Aber alles übertrifft die Szene, wo die Totengräber ihr Grab machen – gewiß die Kerl könnten nicht netter gezeichnet sein. Wie Hamlet und sein Freund Horatio so zusehen, wie die Kerls mit den Knochen und Schädeln herumspielen und sie so drüber kritteln und Schlüsse machen. Gewiß, William, du hast diese Szene auf einem Kirchhof gemacht – ich weiß, wie da eim die Gedanken im Kopf rumwirbeln, wann das Totengebrumm der Glocken durch die Ohren fahrt und das Klaggeheul der Weiber und all die traurigen Feierlichkeiten so eindringen. Ja, ja, William, da fahren tausend Gedanken durch den Kopf, die man sonst selten denkt. Dein Yorik, Hamlet, dein Yorik – ich weiß wie nahe das geht, wenn man erst sieht die Knochen eines Vaters heraushudeln – wie das all durch die Seele fahrt. Gott, was sind die Menschen! Konnten du und Laertes bei allen diesen Feierlichkeiten noch so heftig ineinanderfahren. Ach das brutale Ding, der Mensch, tut's nicht anders, so lang er Luft in sich zieht. Nein, Hamlet, du und Laertes haben sich menschlich edel verhalten, einen anständigen Frieden gemacht. Laertes hatte recht, böse auf dich zu sein, warum hast du seinen Vater für eine Ratze erstochen; – schon er ein geselliger, plauderhafter Hofmann war, so war er doch sein Vater – und Laertes gefällt mir wohl. Aber gegen Rosenkranz und Güldenstern bist du streng, – vielleicht wußten sie gar nicht um den Befehl, dich hinzurichten, und doch gabst du Ordre, sie so traurig hinzurichten. Wie mögen die Männer Augen gemacht haben, daß man sie schnell zum Block führte, so bald sie nur einen Fuß ans Land setzten.

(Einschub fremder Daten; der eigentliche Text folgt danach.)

//! Timed mock-exam session page.

use std::sync::Arc;

use crate::api::{ApiClient, Transport};
use crate::error::{AppError, Result};
use crate::models::{SessionConfig, SessionTimes};
use crate::page::Page;
use crate::session::{Clock, Phase, SessionTimer, SubjectChange};
use crate::utils::format_time;
use crate::views::{SelectOption, student_options};

/// Label and background color of the pause button.
#[derive(Debug, Clone, Copy, PartialEq, Eq)]
pub struct PauseButton {
    pub label: &'static str,
    pub color: &'static str,
}

impl PauseButton {
    pub const PAUSE: Self = Self {
        label: "Pausar ⏸",
        color: "#ffc107",
    };
    pub const RESUME: Self = Self {
        label: "Retomar ▶️",
        color: "var(--primary-green)",
    };

    fn for_state(paused: bool) -> Self {
        if paused { Self::RESUME } else { Self::PAUSE }
    }
}

/// Everything the session page displays.
#[derive(Debug, Clone, PartialEq, Eq)]
pub struct SessionView {
    pub global_display: String,
    pub subject_display: String,
    pub active_subject: Option<String>,
    pub pause_button: PauseButton,
    /// Subject buttons, pause and finalize
    pub controls_visible: bool,
    /// Formatted total shown once the session is finalized
    pub final_time: Option<String>,
}

/// Controller of the session page.
pub struct SessionController<T, C: Clock> {
    api: ApiClient<T>,
    page: Arc<dyn Page>,
    timer: SessionTimer<C>,
    exam_id: i64,
    subjects: Vec<String>,
    ranking_page: String,
    students: Vec<SelectOption>,
}

impl<T: Transport, C: Clock> SessionController<T, C> {
    pub fn new(
        api: ApiClient<T>,
        page: Arc<dyn Page>,
        clock: C,
        exam_id: i64,
        config: &SessionConfig,
    ) -> Self {
        Self {
            api,
            page,
            timer: SessionTimer::new(clock),
            exam_id,
            subjects: config.subjects.clone(),
            ranking_page: config.ranking_page.clone(),
            students: vec![SelectOption::prompt("Selecione o aluno")],
        }
    }

    pub fn subjects(&self) -> &[String] {
        &self.subjects
    }

    pub fn timer(&self) -> &SessionTimer<C> {
        &self.timer
    }

    pub fn students(&self) -> &[SelectOption] {
        &self.students
    }

    /// Advance the displays to the current time.
    pub fn tick(&mut self) -> SessionView {
        self.timer.tick();
        self.view()
    }

    /// Click on a subject button.
    pub fn select_subject(&mut self, subject: &str) -> Option<SubjectChange> {
        if self.timer.is_paused() && self.timer.phase() != Phase::Finished {
            self.page
                .alert("Retome o simulado antes de trocar de matéria.");
            return None;
        }
        match self.timer.select_subject(subject) {
            Ok(change) => {
                log::debug!("Subject change: {change:?}");
                Some(change)
            }
            Err(e) => {
                log::warn!("Subject change refused: {e}");
                None
            }
        }
    }

    /// Click on the pause button; returns the button's new look.
    pub fn toggle_pause(&mut self) -> PauseButton {
        match self.timer.toggle_pause() {
            Ok(paused) => PauseButton::for_state(paused),
            Err(e) => {
                log::warn!("Pause refused: {e}");
                PauseButton::for_state(self.timer.is_paused())
            }
        }
    }

    /// Click on finalize. Returns false when the user backed out.
    pub async fn finalize(&mut self) -> bool {
        if self.timer.phase() == Phase::Finished {
            return true;
        }
        if !self.page.confirm("Tem certeza que deseja finalizar o simulado?") {
            return false;
        }
        match self.timer.finalize() {
            Ok(total) => log::info!("Session finalized after {}", format_time(total)),
            Err(e) => {
                log::warn!("Finalize refused: {e}");
                return false;
            }
        }

        match self.api.students().await {
            Ok(students) => self.students = student_options(&students, "Selecione o aluno"),
            Err(e) => log::error!("Failed to load students: {e}"),
        }
        true
    }

    /// Persist the finalized session for `student_id`.
    pub async fn save(&mut self, student_id: Option<i64>) -> Result<()> {
        if self.timer.phase() != Phase::Finished {
            log::warn!("Save requested for exam {} before finalizing", self.exam_id);
            self.page.alert("Finalize o simulado antes de salvar.");
            return Err(AppError::session("finalize the session before saving"));
        }
        let Some(student_id) = student_id else {
            self.page.alert("Por favor, selecione seu nome para salvar.");
            return Err(AppError::validation("no student selected"));
        };

        let times = SessionTimes {
            student_id,
            exam_id: self.exam_id,
            total_seconds: self.timer.total_seconds(),
            seconds_by_subject: self.timer.by_subject().clone(),
        };
        match self.api.save_session_times(&times).await {
            Ok(()) => {
                log::info!(
                    "Saved {}s for student {student_id} on exam {}",
                    times.total_seconds,
                    self.exam_id
                );
                self.page
                    .alert("Tempos salvos com sucesso! Você será redirecionado.");
                self.page.navigate(&self.ranking_page);
                Ok(())
            }
            Err(e) => {
                match &e {
                    AppError::Rejected { message, .. } => {
                        self.page.alert(&format!("Erro ao salvar: {message}"));
                    }
                    other => {
                        log::error!("Failed to save session times: {other}");
                        self.page.alert("Erro de comunicação com o servidor.");
                    }
                }
                Err(e)
            }
        }
    }

    pub fn view(&self) -> SessionView {
        let finished = self.timer.phase() == Phase::Finished;
        SessionView {
            global_display: format_time(self.timer.total_seconds()),
            subject_display: format_time(self.timer.subject_seconds()),
            active_subject: self.timer.current_subject().map(str::to_string),
            pause_button: PauseButton::for_state(self.timer.is_paused()),
            controls_visible: !finished,
            final_time: finished.then(|| format_time(self.timer.total_seconds())),
        }
    }

    /// One-screen text rendering.
    pub fn render(&self) -> String {
        let view = self.view();
        let mut out = String::new();
        if let Some(total) = &view.final_time {
            out.push_str(&format!("Simulado finalizado. Tempo total: {total}\n"));
            for (subject, seconds) in self.timer.by_subject() {
                out.push_str(&format!("  {subject}: {}\n", format_time(*seconds)));
            }
            return out;
        }

        out.push_str(&format!("Tempo geral:   {}\n", view.global_display));
        out.push_str(&format!("Tempo matéria: {}\n", view.subject_display));
        for (index, subject) in self.subjects.iter().enumerate() {
            let marker = if view.active_subject.as_deref() == Some(subject.as_str()) {
                "*"
            } else {
                " "
            };
            out.push_str(&format!(" {marker}{}. {subject}\n", index + 1));
        }
        out.push_str(&format!("[{}]\n", view.pause_button.label));
        out
    }
}
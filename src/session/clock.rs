//! Time sources for the session timer.

use std::sync::{Arc, Mutex};
use std::time::{Duration, Instant};

/// Monotonic time source.
pub trait Clock: Send + Sync {
    fn now(&self) -> Instant;
}

/// Wall clock.
#[derive(Debug, Clone, Copy, Default)]
pub struct SystemClock;

impl Clock for SystemClock {
    fn now(&self) -> Instant {
        Instant::now()
    }
}

/// Clock that only moves when told to. Clones share the same time.
#[derive(Debug, Clone)]
pub struct ManualClock {
    now: Arc<Mutex<Instant>>,
}

impl ManualClock {
    pub fn new() -> Self {
        Self {
            now: Arc::new(Mutex::new(Instant::now())),
        }
    }

    pub fn advance(&self, by: Duration) {
        let mut now = self.now.lock().unwrap_or_else(|e| e.into_inner());
        *now += by;
    }

    pub fn advance_secs(&self, secs: u64) {
        self.advance(Duration::from_secs(secs));
    }
}

impl Default for ManualClock {
    fn default() -> Self {
        Self::new()
    }
}

impl Clock for ManualClock {
    fn now(&self) -> Instant {
        *self.now.lock().unwrap_or_else(|e| e.into_inner())
    }
}
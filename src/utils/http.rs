// src/utils/http.rs

//! HTTP client utilities.

use std::time::Duration;

use crate::error::Result;
use crate::models::ClientConfig;

/// Create a configured asynchronous HTTP client.
pub fn create_async_client(config: &ClientConfig) -> Result<reqwest::Client> {
    let client = reqwest::Client::builder()
        .user_agent(&config.user_agent)
        .timeout(Duration::from_secs(config.timeout_secs))
        .build()?;
    Ok(client)
}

Den übertünkten königlichen Heuchler hast du gar zu gut gezeichnet. Aber warum hast du auf dem Duellplatz – Hamlet, warum hast du nicht das Billet wegen deiner Hinrichtung hervorgezogen, deinen Verräter entdeckt und deine und Laertes Wut auf ihn gerichtet und dem traurigen Spektakel ein Ende gemacht?

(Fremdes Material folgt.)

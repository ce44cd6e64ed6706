//! Formatting helpers shared by the views.

pub mod http;

use chrono::NaiveDate;

/// Format seconds as `HH:MM:SS`. Hours are not wrapped.
pub fn format_time(seconds: u64) -> String {
    let h = seconds / 3600;
    let m = (seconds % 3600) / 60;
    let s = seconds % 60;
    format!("{h:02}:{m:02}:{s:02}")
}

/// Percentage with exactly two decimals and a `%` suffix.
pub fn format_percent(value: f64) -> String {
    format!("{value:.2}%")
}

/// Render a number the way the server sent it: no decimals for whole
/// values, shortest form otherwise.
pub fn format_number(value: f64) -> String {
    if value.fract() == 0.0 && value.abs() < 1e15 {
        format!("{}", value as i64)
    } else {
        format!("{value}")
    }
}

/// Parse an ISO `YYYY-MM-DD` date.
pub fn parse_iso_date(raw: &str) -> Option<NaiveDate> {
    NaiveDate::parse_from_str(raw.trim(), "%Y-%m-%d").ok()
}

/// Brazilian display format `dd/mm/yyyy`.
pub fn format_date_br(date: NaiveDate) -> String {
    date.format("%d/%m/%Y").to_string()
}

/// Re-render an ISO date as `dd/mm/yyyy`; unparseable input is returned as is.
pub fn iso_to_br(raw: &str) -> String {
    parse_iso_date(raw)
        .map(format_date_br)
        .unwrap_or_else(|| raw.to_string())
}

Ich möchte dies Stück auf der Bühne sehen spielen – und da dünkt's mich, ich woll's lieber so – meine immer, es sei schade drum. Gewiß, man muß es verderben – ich glaube nicht, daß man so leicht ein Gesicht finde, das zu Hamlets Charakter paßt. Königs und seiner Gertrude gibt's genug, Polonius, Rosenkranz und Güldensterns auch. Aber die Szene, wo der Geist in voller Rüstung auftritt, und wo die Totengräber auftreten und man das sanft schlafende Täubchen zur Ruhe hinsenkt, die müssen gewiß verhunzt werden. Nein, so lebhaft kann's nicht vorgestellt werden, als wie man sich's vorstellt, wenn man's liest. Genug, Hamlet, du bist ein wundervoller Mann. Hätte dich nicht ein großer Künstler gemacht, so wärst du nicht, was du bist – aber du hattest auch ein schweres Geschicke zu tragen.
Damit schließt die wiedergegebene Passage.